_Task to complete:_ Could you restate word for word every line of the records below, from the first one to the one holding "const GTM_NOSCRIPT: &str"?

*** Material for this exercise Section Begins ***

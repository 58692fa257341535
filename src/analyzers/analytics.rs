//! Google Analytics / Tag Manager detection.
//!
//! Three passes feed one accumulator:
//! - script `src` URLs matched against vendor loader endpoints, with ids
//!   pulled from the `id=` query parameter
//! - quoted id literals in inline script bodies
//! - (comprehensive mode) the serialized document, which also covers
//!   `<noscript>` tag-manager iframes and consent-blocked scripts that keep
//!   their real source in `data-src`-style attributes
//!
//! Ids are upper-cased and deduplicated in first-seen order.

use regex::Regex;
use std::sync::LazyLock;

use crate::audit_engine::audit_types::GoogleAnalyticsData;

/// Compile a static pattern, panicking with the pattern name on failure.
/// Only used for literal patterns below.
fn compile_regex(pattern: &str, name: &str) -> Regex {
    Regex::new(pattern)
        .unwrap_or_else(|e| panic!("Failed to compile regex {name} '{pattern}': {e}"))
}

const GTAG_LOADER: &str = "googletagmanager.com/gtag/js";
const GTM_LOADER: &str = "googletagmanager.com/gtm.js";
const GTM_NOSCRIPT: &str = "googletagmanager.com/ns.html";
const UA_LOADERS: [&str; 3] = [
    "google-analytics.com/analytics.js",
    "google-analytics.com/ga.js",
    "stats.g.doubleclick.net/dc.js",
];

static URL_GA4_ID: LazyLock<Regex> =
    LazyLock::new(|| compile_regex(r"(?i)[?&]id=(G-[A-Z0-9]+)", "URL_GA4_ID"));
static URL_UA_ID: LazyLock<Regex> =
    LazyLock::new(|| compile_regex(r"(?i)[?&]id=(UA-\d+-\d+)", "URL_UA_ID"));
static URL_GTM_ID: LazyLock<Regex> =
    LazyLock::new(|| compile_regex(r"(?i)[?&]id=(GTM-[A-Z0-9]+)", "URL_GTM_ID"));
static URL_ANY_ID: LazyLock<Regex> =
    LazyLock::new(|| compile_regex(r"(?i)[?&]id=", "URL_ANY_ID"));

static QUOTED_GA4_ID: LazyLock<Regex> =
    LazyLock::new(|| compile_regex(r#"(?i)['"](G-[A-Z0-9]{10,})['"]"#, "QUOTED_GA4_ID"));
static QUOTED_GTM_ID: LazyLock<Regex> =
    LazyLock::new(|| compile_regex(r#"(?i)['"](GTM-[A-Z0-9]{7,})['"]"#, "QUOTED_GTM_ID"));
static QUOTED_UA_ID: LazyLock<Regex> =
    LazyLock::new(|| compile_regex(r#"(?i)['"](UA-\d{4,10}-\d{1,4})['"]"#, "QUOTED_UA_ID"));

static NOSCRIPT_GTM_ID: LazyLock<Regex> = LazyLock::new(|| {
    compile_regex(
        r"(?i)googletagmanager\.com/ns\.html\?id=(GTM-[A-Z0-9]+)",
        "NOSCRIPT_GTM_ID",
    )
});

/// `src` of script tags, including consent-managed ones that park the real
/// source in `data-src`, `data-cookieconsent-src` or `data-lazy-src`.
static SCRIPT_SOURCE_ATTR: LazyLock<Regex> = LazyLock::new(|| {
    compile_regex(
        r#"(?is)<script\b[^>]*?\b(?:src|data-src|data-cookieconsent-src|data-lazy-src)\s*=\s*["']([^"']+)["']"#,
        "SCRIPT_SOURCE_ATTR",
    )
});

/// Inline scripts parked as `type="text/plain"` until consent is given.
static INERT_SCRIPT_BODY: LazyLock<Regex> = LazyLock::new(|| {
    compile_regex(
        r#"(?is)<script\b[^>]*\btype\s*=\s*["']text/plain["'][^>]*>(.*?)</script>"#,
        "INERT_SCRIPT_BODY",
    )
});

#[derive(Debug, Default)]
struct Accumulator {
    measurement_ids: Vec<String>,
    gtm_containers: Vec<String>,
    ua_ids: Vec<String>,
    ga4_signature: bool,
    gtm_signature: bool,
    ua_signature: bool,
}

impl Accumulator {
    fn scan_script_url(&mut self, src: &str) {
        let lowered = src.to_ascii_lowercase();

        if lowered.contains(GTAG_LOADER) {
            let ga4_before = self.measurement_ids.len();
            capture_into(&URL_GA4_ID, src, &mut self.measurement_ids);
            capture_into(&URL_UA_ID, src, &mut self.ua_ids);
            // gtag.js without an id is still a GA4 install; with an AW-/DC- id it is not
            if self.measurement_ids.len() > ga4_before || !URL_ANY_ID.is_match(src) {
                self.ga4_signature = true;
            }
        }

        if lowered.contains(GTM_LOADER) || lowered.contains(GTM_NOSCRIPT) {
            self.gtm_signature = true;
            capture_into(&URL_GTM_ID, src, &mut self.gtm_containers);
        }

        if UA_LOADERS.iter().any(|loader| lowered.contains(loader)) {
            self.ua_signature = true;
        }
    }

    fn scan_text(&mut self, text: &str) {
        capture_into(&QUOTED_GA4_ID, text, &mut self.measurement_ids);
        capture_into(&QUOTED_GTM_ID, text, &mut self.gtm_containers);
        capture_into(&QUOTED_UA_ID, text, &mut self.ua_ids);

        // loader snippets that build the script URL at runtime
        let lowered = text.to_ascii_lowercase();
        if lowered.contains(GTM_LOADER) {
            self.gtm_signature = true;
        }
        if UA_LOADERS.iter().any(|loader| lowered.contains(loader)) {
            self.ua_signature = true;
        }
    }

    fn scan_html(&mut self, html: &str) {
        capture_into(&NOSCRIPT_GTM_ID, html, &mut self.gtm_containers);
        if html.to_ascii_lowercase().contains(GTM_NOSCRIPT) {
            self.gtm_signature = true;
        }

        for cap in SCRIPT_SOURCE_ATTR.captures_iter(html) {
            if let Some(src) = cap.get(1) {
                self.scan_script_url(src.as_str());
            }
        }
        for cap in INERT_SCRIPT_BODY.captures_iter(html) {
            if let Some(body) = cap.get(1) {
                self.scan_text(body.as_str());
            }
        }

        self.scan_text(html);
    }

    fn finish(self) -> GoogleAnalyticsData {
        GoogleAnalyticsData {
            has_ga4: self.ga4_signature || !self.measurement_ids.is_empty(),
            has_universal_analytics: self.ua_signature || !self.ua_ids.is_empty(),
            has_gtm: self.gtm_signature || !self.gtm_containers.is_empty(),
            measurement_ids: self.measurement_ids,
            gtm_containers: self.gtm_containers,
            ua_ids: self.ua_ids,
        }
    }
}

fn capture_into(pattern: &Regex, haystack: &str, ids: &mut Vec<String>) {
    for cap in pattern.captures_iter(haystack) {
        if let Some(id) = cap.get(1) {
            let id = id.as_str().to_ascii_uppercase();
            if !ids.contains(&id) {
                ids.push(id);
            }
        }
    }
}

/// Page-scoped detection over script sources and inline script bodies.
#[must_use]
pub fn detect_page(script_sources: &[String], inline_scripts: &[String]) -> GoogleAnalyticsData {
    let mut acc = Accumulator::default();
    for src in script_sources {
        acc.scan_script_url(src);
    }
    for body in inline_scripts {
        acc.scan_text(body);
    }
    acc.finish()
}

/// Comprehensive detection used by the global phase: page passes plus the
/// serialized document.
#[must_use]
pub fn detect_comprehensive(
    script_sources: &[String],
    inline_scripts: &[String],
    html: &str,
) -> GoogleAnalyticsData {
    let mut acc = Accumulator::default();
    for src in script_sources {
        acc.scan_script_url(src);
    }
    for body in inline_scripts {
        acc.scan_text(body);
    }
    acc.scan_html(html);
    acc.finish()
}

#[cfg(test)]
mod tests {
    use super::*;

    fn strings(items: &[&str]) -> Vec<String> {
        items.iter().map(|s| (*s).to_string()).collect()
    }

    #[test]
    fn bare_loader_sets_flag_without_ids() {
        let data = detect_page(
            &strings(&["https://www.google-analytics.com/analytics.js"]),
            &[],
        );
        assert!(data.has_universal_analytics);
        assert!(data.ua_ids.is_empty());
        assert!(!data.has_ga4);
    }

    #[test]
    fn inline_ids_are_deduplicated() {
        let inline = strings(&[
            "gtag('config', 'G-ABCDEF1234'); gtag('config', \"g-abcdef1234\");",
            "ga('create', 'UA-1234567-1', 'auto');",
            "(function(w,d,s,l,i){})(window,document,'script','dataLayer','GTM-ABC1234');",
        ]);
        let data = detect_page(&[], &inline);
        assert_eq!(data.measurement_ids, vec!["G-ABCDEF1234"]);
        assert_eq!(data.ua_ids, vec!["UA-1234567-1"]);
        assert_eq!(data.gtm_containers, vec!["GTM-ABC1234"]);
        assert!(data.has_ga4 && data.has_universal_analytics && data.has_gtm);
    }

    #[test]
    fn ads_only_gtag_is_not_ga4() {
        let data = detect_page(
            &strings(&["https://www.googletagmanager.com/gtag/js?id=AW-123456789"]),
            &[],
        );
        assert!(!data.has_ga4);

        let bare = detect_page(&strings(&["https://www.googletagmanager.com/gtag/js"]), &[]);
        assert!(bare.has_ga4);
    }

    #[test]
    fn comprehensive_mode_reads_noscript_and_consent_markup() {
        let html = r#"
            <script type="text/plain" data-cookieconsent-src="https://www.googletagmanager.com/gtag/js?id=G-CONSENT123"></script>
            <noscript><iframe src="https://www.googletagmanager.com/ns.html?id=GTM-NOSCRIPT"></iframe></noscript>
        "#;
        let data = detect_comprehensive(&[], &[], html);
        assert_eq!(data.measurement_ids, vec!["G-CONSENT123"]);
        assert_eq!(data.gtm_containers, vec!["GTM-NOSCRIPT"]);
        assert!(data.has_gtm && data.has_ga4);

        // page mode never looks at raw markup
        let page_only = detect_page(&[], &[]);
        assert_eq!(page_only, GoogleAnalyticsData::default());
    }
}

*** Material for this exercise Section Ends ***

_Result for this exercise:_
repository 58692fa257341535
filename src/analyzers/analytics.rs
//! Google Analytics / Tag Manager detection.
//!
//! Three passes feed one accumulator:
//! - script `src` URLs matched against vendor loader endpoints, with ids
//!   pulled from the `id=` query parameter
//! - quoted id literals in inline script bodies
//! - (comprehensive mode) the serialized document, which also covers
//!   `<noscript>` tag-manager iframes and consent-blocked scripts that keep
//!   their real source in `data-src`-style attributes
//!
//! Ids are upper-cased and deduplicated in first-seen order.

use regex::Regex;
use std::sync::LazyLock;

use crate::audit_engine::audit_types::GoogleAnalyticsData;

/// Compile a static pattern, panicking with the pattern name on failure.
/// Only used for literal patterns below.
fn compile_regex(pattern: &str, name: &str) -> Regex {
    Regex::new(pattern)
        .unwrap_or_else(|e| panic!("Failed to compile regex {name} '{pattern}': {e}"))
}

const GTAG_LOADER: &str = "googletagmanager.com/gtag/js";
const GTM_LOADER: &str = "googletagmanager.com/gtm.js";
const GTM_NOSCRIPT: &str = "googletagmanager.com/ns.html";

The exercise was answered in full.